#### [AIM OF THE TASK]
Each line below with the word "WRITE" needs to be copied.

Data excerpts

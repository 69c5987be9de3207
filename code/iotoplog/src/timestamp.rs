/// Timestamp reconstruction.
///
/// Each iotop line starts with a time of day, `HH:MM:SS`, and nothing more; the date comes from
/// the command line.  The two are joined as `YYYY-MM-DDTHH:MM:SS` and parsed with exactly that
/// format, so anything else at the start of the line (headers, blank lines, a one-digit hour
/// followed by junk) fails, and the caller takes that to mean "not a sample line".
///
/// Quirk: a fixed offset, one hour by default, is subtracted from every timestamp.  The logs this
/// tool was first used on were written in a zone one hour ahead of the database's idea of time;
/// the offset is kept as a setting because nothing in the log itself says what zone it is in.  The
/// naive date and time are taken to be UTC before the offset is applied.

use crate::error::{ParseError, ParseErrorKind};

use chrono::{NaiveDate, NaiveDateTime};

pub const DEFAULT_OFFSET_SECONDS: i64 = 3600;

const NANOS_PER_SECOND: i64 = 1_000_000_000;

/// Nanoseconds since the Unix epoch.

#[derive(Debug, Clone, Copy, PartialEq, Eq, PartialOrd, Ord, Hash)]
pub struct ResolvedTimestamp(i64);

impl ResolvedTimestamp {
    pub fn from_nanos(nanos: i64) -> ResolvedTimestamp {
        ResolvedTimestamp(nanos)
    }

    pub fn nanos(&self) -> i64 {
        self.0
    }
}

/// The time-of-day text at the start of the line: its first 8 characters, if there are that many.

pub fn time_of_day(line: &str) -> Option<&str> {
    line.get(0..8)
}

/// Resolve the time of day at the start of `line` against `date` and subtract `offset_seconds`.

pub fn resolve(
    date: NaiveDate,
    line: &str,
    offset_seconds: i64,
) -> Result<ResolvedTimestamp, ParseError> {
    let tod = match time_of_day(line) {
        Some(t) => t,
        None => return Err(ParseError::new(ParseErrorKind::BadTimeOfDay, line)),
    };
    // chrono skips blanks in front of numbers, so the exact HH:MM:SS shape is checked first.
    let well_formed = tod.bytes().enumerate().all(|(i, b)| {
        if i == 2 || i == 5 {
            b == b':'
        } else {
            b.is_ascii_digit()
        }
    });
    if !well_formed {
        return Err(ParseError::new(ParseErrorKind::BadTimeOfDay, line));
    }
    let text = format!("{}T{}", date.format("%Y-%m-%d"), tod);
    let t = match NaiveDateTime::parse_from_str(&text, "%Y-%m-%dT%H:%M:%S") {
        Ok(t) => t,
        Err(_) => return Err(ParseError::new(ParseErrorKind::BadTimeOfDay, line)),
    };
    t.and_utc()
        .timestamp()
        .checked_sub(offset_seconds)
        .and_then(|secs| secs.checked_mul(NANOS_PER_SECOND))
        .map(ResolvedTimestamp)
        .ok_or_else(|| ParseError::new(ParseErrorKind::TimestampOutOfRange, line))
}

#[cfg(test)]
fn may_day() -> NaiveDate {
    NaiveDate::from_ymd_opt(2023, 5, 1).unwrap()
}

#[test]
fn test_resolve() {
    // 2023-05-01T20:04:37Z is 1682971477.
    let t = resolve(may_day(), "20:04:37", DEFAULT_OFFSET_SECONDS).unwrap();
    assert!(t.nanos() == (1682971477 - 3600) * 1_000_000_000);
    assert!(t.nanos() == 1682967877000000000);

    let t = resolve(
        may_day(),
        "20:04:37   911 be/4 root        0.00 B/s    0.00 B/s  0.00 % 44.15 % [txg_sync]",
        DEFAULT_OFFSET_SECONDS,
    )
    .unwrap();
    assert!(t == ResolvedTimestamp::from_nanos(1682967877000000000));

    let t = resolve(may_day(), "00:00:00", 0).unwrap();
    assert!(t.nanos() == 1682899200 * 1_000_000_000);

    // Early in the day the offset crosses into the previous date, that's fine.
    let t = resolve(may_day(), "00:30:00", DEFAULT_OFFSET_SECONDS).unwrap();
    assert!(t.nanos() == (1682899200 + 1800 - 3600) * 1_000_000_000);
}

#[test]
fn test_resolve_rejects() {
    let bad = [
        "",
        "20:04",
        "    TIME  TID  PRIO  USER     DISK READ  DISK WRITE  SWAPIN      IO    COMMAND",
        "Total DISK READ:         0.00 B/s | Total DISK WRITE:         0.00 B/s",
        "24:00:00 x",
        "20-04-37 x",
        "2:04:37  x",
        "20:61:00 x",
        "ab:cd:ef x",
        " 2:04:37  911 be/4 root  0.00 B/s  0.00 B/s  0.00 %  1.00 % cmd",
        "20:04: 7  911 be/4 root  0.00 B/s  0.00 B/s  0.00 %  1.00 % cmd",
        "20: 4:37 x",
        "+2:04:37 x",
    ];
    for line in bad {
        let e = resolve(may_day(), line, DEFAULT_OFFSET_SECONDS).unwrap_err();
        assert!(e.kind == ParseErrorKind::BadTimeOfDay);
    }
}

#[test]
fn test_time_of_day() {
    assert!(time_of_day("20:04:37 rest") == Some("20:04:37"));
    assert!(time_of_day("short") == None);
    // Not a char boundary at 8.
    assert!(time_of_day("1234567\u{e5}x") == None);
}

#### [EXERCISE RESPONSE]
        "    TIME  TID  PRIO  USER     DISK READ  DISK WRITE  SWAPIN      IO    COMMAND",
        "Total DISK READ:         0.00 B/s | Total DISK WRITE:         0.00 B/s",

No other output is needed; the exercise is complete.